• PROBLEM REQUIREMENTS:
What lines in the records include the string "Debug"? Return each one.

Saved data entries
--- START ---

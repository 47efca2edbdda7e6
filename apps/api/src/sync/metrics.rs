use metrics::{describe_counter, describe_histogram, Unit};

pub const SYNC_TOTAL: &str = "context_sync_total";
pub const PAYLOAD_BYTES: &str = "context_pack_payload_bytes";
pub const USERS_ENQUEUED: &str = "context_sync_users_enqueued_total";
pub const RUNS_TOTAL: &str = "context_sync_runs_total";

/// Registers descriptions with whatever recorder is installed. Call once at
/// startup.
pub fn describe() {
    describe_counter!(
        SYNC_TOTAL,
        "Per-source context pack fetches by status (success, failure, not_modified)"
    );
    describe_histogram!(
        PAYLOAD_BYTES,
        Unit::Bytes,
        "Serialized size of context packs accepted from a source"
    );
    describe_counter!(
        USERS_ENQUEUED,
        "Users enqueued for a context sync by the due-pair sweep"
    );
    describe_counter!(
        RUNS_TOTAL,
        "Per-user context sync runs by result (synced, noop, all_failed)"
    );
}
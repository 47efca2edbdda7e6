//! Context pack data types: the untrusted wire document, the per-source
//! mergeable form, and the merged, size-capped payload.

use std::collections::BTreeMap;

use chrono::{DateTime, Utc};
use serde::{Deserialize, Serialize};
use serde_json::Value;

/// Audience tag sent to every source.
pub const AUDIENCE: &str = "conversa";
pub const DEFAULT_SCHEMA_VERSION: &str = "1.0";

/// Serialized `facts` must fit in this many bytes.
pub const FACTS_MAX_BYTES: usize = 8 * 1024;
/// Maximum items kept per `recents` category.
pub const RECENTS_MAX_COUNT: usize = 50;
/// Maximum identifiers kept per `pointers` category.
pub const POINTERS_MAX_PER_CATEGORY: usize = 100;

/// A source's response body after schema validation.
#[derive(Debug, Clone, PartialEq)]
pub struct RawContextPack {
    pub schema_version: String,
    pub generated_at: DateTime<Utc>,
    pub audience: String,
    pub subject: Option<PackSubject>,
    pub sources: BTreeMap<String, Value>,
    pub facts: serde_json::Map<String, Value>,
    pub recents: serde_json::Map<String, Value>,
    pub pointers: BTreeMap<String, Vec<String>>,
}

#[derive(Debug, Clone, PartialEq, Eq, Serialize, Deserialize)]
pub struct PackSubject {
    #[serde(rename = "type", default = "default_subject_type")]
    pub kind: String,
    pub id: String,
}

fn default_subject_type() -> String {
    "user".to_string()
}

impl RawContextPack {
    /// First cursor advertised under `sources.<name>.cursor`, in key order.
    pub fn advertised_cursor(&self) -> Option<String> {
        self.sources.values().find_map(|info| {
            info.get("cursor")
                .and_then(Value::as_str)
                .filter(|c| !c.is_empty())
                .map(str::to_owned)
        })
    }

    pub fn into_mergeable(self, source_id: &str) -> MergeableContextPack {
        MergeableContextPack {
            source_id: source_id.to_owned(),
            schema_version: self.schema_version,
            generated_at: self.generated_at,
            facts: self.facts,
            recents: self.recents,
            pointers: self
                .pointers
                .into_iter()
                .map(|(category, ids)| (category, Value::from(ids)))
                .collect(),
        }
    }
}

/// One source's contribution to a merge, tagged with its registry slug.
///
/// Fields stay loosely typed: the merge engine skips malformed entries
/// rather than rejecting the whole pack.
#[derive(Debug, Clone, PartialEq, Serialize, Deserialize)]
pub struct MergeableContextPack {
    #[serde(default)]
    pub source_id: String,
    #[serde(default = "default_schema_version")]
    pub schema_version: String,
    pub generated_at: DateTime<Utc>,
    #[serde(default)]
    pub facts: serde_json::Map<String, Value>,
    #[serde(default)]
    pub recents: serde_json::Map<String, Value>,
    #[serde(default)]
    pub pointers: serde_json::Map<String, Value>,
}

fn default_schema_version() -> String {
    DEFAULT_SCHEMA_VERSION.to_string()
}

impl MergeableContextPack {
    /// Serialized size, used for the payload-size metric.
    pub fn encoded_len(&self) -> usize {
        serde_json::to_vec(self).map(|b| b.len()).unwrap_or(0)
    }
}

/// Result of merging every successful pack for one user in one cycle.
///
/// Bounded: serialized `facts` ≤ [`FACTS_MAX_BYTES`], each `recents` list ≤
/// [`RECENTS_MAX_COUNT`], each `pointers` list ≤ [`POINTERS_MAX_PER_CATEGORY`]
/// with no duplicates.
#[derive(Debug, Clone, PartialEq, Serialize, Deserialize)]
pub struct MergedContextPayload {
    pub schema_version: String,
    pub generated_at: DateTime<Utc>,
    pub facts: BTreeMap<String, Value>,
    pub recents: BTreeMap<String, Vec<Value>>,
    pub pointers: BTreeMap<String, Vec<String>>,
}

impl MergedContextPayload {
    pub fn empty(generated_at: DateTime<Utc>) -> Self {
        Self {
            schema_version: DEFAULT_SCHEMA_VERSION.to_string(),
            generated_at,
            facts: BTreeMap::new(),
            recents: BTreeMap::new(),
            pointers: BTreeMap::new(),
        }
    }

    /// JSON document stored in `context_snapshots.payload`.
    pub fn to_snapshot_value(&self) -> Value {
        serde_json::to_value(self).unwrap_or(Value::Null)
    }
}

--- END ---

• RESPONSE AREA:
#[derive(Debug, Clone, PartialEq)]
#[derive(Debug, Clone, PartialEq, Eq, Serialize, Deserialize)]
#[derive(Debug, Clone, PartialEq, Serialize, Deserialize)]
#[derive(Debug, Clone, PartialEq, Serialize, Deserialize)]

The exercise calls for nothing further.